# Collection entries
§ §

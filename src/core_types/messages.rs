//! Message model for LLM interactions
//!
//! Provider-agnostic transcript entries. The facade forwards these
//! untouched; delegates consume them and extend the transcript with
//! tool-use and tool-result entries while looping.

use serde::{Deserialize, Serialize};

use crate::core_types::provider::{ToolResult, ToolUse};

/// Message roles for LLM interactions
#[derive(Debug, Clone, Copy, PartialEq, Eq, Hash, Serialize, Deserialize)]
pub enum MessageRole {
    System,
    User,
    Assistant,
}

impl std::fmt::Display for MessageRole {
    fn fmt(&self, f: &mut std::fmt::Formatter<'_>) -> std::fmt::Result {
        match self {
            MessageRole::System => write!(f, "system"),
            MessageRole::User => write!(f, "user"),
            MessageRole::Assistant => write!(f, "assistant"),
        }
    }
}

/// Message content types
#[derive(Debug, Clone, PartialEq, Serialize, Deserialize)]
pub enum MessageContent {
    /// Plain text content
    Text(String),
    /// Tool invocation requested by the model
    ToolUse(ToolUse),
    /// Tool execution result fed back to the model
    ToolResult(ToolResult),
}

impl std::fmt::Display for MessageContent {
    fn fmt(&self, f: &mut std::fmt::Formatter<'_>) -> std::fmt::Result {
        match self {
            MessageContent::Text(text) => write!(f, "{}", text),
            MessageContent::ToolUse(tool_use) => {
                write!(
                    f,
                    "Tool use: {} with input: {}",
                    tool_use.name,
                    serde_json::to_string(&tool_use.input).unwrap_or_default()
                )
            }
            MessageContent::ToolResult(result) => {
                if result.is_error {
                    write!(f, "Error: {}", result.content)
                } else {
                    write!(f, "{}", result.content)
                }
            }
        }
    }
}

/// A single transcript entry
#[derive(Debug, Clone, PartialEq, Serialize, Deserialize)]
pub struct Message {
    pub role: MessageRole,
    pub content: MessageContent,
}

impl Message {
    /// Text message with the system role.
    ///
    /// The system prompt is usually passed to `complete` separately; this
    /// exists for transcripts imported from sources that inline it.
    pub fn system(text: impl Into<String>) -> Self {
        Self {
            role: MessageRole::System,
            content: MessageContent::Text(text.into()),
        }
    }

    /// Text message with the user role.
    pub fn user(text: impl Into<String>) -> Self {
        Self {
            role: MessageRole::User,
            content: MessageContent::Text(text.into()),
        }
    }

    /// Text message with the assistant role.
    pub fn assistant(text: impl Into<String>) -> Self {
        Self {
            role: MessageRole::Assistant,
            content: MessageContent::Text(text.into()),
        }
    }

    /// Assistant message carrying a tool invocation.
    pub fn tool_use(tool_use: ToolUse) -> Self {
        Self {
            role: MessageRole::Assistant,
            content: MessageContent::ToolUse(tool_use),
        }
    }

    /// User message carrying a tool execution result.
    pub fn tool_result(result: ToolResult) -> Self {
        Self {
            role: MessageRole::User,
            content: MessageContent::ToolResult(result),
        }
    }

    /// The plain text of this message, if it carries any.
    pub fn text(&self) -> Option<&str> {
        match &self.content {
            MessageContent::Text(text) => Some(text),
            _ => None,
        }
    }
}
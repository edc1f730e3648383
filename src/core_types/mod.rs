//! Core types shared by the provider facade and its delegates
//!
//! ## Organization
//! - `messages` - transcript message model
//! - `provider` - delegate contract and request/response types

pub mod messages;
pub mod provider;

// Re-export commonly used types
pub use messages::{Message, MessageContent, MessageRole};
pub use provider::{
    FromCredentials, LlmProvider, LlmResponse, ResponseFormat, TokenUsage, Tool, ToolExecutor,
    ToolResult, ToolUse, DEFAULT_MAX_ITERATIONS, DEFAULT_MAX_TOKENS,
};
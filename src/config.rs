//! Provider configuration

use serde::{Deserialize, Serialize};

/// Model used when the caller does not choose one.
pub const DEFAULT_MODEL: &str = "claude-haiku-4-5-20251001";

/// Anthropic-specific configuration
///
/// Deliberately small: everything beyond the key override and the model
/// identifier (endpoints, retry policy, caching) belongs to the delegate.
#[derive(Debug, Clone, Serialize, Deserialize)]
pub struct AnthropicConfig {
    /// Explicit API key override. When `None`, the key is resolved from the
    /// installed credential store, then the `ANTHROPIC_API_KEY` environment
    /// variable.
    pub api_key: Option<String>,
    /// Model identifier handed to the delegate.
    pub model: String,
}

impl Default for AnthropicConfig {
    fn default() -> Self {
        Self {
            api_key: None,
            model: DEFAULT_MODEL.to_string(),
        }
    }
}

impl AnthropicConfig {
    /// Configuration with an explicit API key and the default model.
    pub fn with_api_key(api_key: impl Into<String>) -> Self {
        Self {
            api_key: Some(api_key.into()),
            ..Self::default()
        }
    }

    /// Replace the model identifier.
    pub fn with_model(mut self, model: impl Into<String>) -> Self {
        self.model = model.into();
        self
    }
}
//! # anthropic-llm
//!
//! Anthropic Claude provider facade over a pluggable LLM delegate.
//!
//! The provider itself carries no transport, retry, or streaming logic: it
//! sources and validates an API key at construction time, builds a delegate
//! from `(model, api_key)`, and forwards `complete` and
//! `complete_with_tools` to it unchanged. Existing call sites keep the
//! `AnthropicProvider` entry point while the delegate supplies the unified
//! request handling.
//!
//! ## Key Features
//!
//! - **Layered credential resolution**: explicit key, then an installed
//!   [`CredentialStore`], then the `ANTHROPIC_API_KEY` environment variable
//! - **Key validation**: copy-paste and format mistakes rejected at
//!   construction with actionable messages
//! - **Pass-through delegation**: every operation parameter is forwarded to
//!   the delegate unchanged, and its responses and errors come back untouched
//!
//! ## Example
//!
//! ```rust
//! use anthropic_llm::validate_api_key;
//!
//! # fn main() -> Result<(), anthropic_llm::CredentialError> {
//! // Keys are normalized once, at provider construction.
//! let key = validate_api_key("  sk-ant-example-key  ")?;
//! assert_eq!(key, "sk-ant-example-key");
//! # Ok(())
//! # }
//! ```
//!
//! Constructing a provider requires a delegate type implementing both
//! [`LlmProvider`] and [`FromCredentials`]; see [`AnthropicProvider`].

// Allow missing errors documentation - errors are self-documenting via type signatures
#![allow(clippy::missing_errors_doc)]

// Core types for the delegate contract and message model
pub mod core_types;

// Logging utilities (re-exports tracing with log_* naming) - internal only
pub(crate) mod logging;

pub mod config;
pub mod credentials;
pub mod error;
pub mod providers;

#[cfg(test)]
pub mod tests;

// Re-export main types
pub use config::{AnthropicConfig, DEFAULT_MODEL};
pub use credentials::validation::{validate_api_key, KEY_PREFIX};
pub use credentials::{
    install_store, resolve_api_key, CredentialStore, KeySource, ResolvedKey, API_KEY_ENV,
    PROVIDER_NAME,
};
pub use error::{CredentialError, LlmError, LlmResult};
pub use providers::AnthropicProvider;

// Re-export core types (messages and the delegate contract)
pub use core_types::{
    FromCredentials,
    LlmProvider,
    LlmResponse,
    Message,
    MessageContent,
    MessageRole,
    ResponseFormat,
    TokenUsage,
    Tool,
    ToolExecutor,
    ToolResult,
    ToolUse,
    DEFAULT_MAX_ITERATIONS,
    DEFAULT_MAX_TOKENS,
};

§ §

Lines holding the word "execution" in the entries above are the ones to pull out. Copy them all.

# Expected output
    /// Tool execution result fed back to the model
    /// User message carrying a tool execution result.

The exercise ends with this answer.